The decision is mostly made for you by where you run and what you value:

- **You're on Databricks:** use Photon. It's the default, the most mature, and there's no integration work. The lock-in is real but you've already accepted it by being on Databricks.

- **You run open-source Spark (EMR, Dataproc, on-prem) and want proven coverage today:** Gluten + Velox. Velox is a battle-tested engine and Gluten gives you the broadest open-source coverage, at the cost of operating a C++ native library.

- **You run OSS Spark and live in the Arrow/Rust ecosystem, or want the cleanest momentum:** DataFusion Comet. Younger and narrower today, but moving fast, memory-safe by construction, and aligned with where a lot of the modern data stack is heading.

- **In every case:** measure native coverage on *your* queries before committing, because fallback — not the engine's peak speed — is what determines your actual numbers.

## What to carry away

Native Spark engines all make one bet: keep Spark's API and Catalyst untouched, intercept the physical plan, and run the heavy operators in a vectorized C++/Rust engine over columnar Arrow batches — because the JVM, even with Tungsten, can't match SIMD-vectorized native code on analytical workloads. Photon (proprietary, Databricks-only, most mature), Gluten+Velox (open, broad coverage, C++), and DataFusion Comet (open, Rust, youngest but fast-moving) are three implementations of that same idea, tied together by the standards underneath — Substrait for portable plans, Arrow for shared columnar memory, ADBC for columnar transport.

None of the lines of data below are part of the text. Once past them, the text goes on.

// src/endpoints.rs
//
// Candidate request lists per logical operation. Each function is pure: it only
// decides which URL shapes to probe and in what order. `resolver::resolve` does
// the probing.

use serde_json::Value;

use crate::model::{AdjustmentKind, EmployeeRef};
use crate::month::MonthRange;
use crate::resolver::RequestDescriptor;

/// Query for the attendance log endpoints. Unset fields are not sent.
#[derive(Debug, Clone, Default, PartialEq)]
pub struct LogQuery {
    pub employee_id: Option<i64>,
    pub date_from: Option<String>,
    pub date_to: Option<String>,
    pub page: Option<u32>,
    pub page_size: Option<u32>,
    pub sort: Option<String>,
}

impl LogQuery {
    pub fn for_range(employee_id: i64, range: &MonthRange) -> Self {
        Self {
            employee_id: Some(employee_id),
            date_from: Some(range.from()),
            date_to: Some(range.to()),
            sort: Some("timestamp".to_string()),
            ..Self::default()
        }
    }

    fn apply(&self, request: RequestDescriptor) -> RequestDescriptor {
        request
            .param("employee_id", self.employee_id)
            .param("date_from", self.date_from.as_deref())
            .param("date_to", self.date_to.as_deref())
            .param("page", self.page)
            .param("page_size", self.page_size)
            .param("sort", self.sort.as_deref())
    }
}

/// Each base request followed by its `/api`-prefixed twin.
fn with_api_variants(bases: Vec<RequestDescriptor>) -> Vec<RequestDescriptor> {
    bases
        .into_iter()
        .flat_map(|base| {
            let prefixed = base.api_prefixed();
            [base, prefixed]
        })
        .collect()
}

pub fn payroll_month(employee: &EmployeeRef, range: &MonthRange) -> Vec<RequestDescriptor> {
    let month = range.month();
    let uid = employee.external_id();
    let mut bases = vec![RequestDescriptor::get("/employee_files/payroll")
        .param("employee_id", Some(employee.id))
        .param("month", Some(&month))];

    // uid variants are skipped when the employee has no external id; without it the
    // query would not identify anyone.
    if let Some(uid) = uid {
        bases.push(
            RequestDescriptor::get("/payroll")
                .param("employee_uid", Some(uid))
                .param("from", Some(range.from()))
                .param("to", Some(range.to())),
        );
    }
    bases.push(
        RequestDescriptor::get("/payroll")
            .param("employee_id", Some(employee.id))
            .param("from", Some(range.from()))
            .param("to", Some(range.to())),
    );
    if let Some(uid) = uid {
        bases.push(
            RequestDescriptor::get("/payroll")
                .param("employee_uid", Some(uid))
                .param("month", Some(&month)),
        );
    }
    bases.push(
        RequestDescriptor::get("/payroll")
            .param("employee_id", Some(employee.id))
            .param("month", Some(&month)),
    );
    with_api_variants(bases)
}

pub fn employee(employee_id: i64) -> Vec<RequestDescriptor> {
    with_api_variants(vec![
        RequestDescriptor::get(format!("/employee_files/{}", employee_id)),
        RequestDescriptor::get(format!("/employees/{}", employee_id)),
    ])
}

pub fn adjustments_list(
    kind: AdjustmentKind,
    employee_id: i64,
    month: Option<&str>,
) -> Vec<RequestDescriptor> {
    let collection = kind.collection();
    with_api_variants(vec![
        RequestDescriptor::get(format!("/employee_files/{}/{}", employee_id, collection))
            .param("month", month),
        RequestDescriptor::get(format!("/payroll/{}", collection))
            .param("employee_id", Some(employee_id))
            .param("month", month),
    ])
}

fn adjustment_paths(kind: AdjustmentKind, employee_id: i64, id: Option<&str>) -> [String; 2] {
    let collection = kind.collection();
    let suffix = id.map(|id| format!("/{}", id)).unwrap_or_default();
    [
        format!("/employee_files/{}/{}{}", employee_id, collection, suffix),
        format!("/employees/{}/{}{}", employee_id, collection, suffix),
    ]
}

pub fn adjustment_create(
    kind: AdjustmentKind,
    employee_id: i64,
    body: &Value,
) -> Vec<RequestDescriptor> {
    with_api_variants(
        adjustment_paths(kind, employee_id, None)
            .into_iter()
            .map(|path| RequestDescriptor::post(path, body.clone()))
            .collect(),
    )
}

pub fn adjustment_update(
    kind: AdjustmentKind,
    employee_id: i64,
    id: &str,
    body: &Value,
) -> Vec<RequestDescriptor> {
    with_api_variants(
        adjustment_paths(kind, employee_id, Some(id))
            .into_iter()
            .map(|path| RequestDescriptor::put(path, body.clone()))
            .collect(),
    )
}

pub fn adjustment_delete(
    kind: AdjustmentKind,
    employee_id: i64,
    id: &str,
) -> Vec<RequestDescriptor> {
    with_api_variants(
        adjustment_paths(kind, employee_id, Some(id))
            .into_iter()
            .map(RequestDescriptor::delete)
            .collect(),
    )
}

pub fn late_override_create(body: &Value) -> Vec<RequestDescriptor> {
    with_api_variants(vec![RequestDescriptor::post(
        "/payroll/late_override",
        body.clone(),
    )])
}

pub fn late_override_update(id: &str, body: &Value) -> Vec<RequestDescriptor> {
    with_api_variants(vec![RequestDescriptor::put(
        format!("/payroll/late_override/{}", id),
        body.clone(),
    )])
}

pub fn late_override_delete(id: &str, reason: &str) -> Vec<RequestDescriptor> {
    with_api_variants(vec![RequestDescriptor::delete(format!(
        "/payroll/late_override/{}",
        id
    ))
    .param("reason", Some(reason))])
}

pub fn logs(query: &LogQuery) -> Vec<RequestDescriptor> {
    ["/employee_files/logs", "/logs", "/api/employee_files/logs", "/api/logs"]
        .into_iter()
        .map(|path| query.apply(RequestDescriptor::get(path)))
        .collect()
}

The trade-off that decides everything is operator coverage and the fallback it implies: the engine only accelerates the parts of your plan it supports, and bouncing between native and JVM costs conversions that can erase the win. So don't pick on benchmark headlines — pick on where you run, and on how much of *your* workload executes natively. The promise is real and large: the same cluster, often several times faster, with no change to your code. You just have to make sure your queries actually get to use it.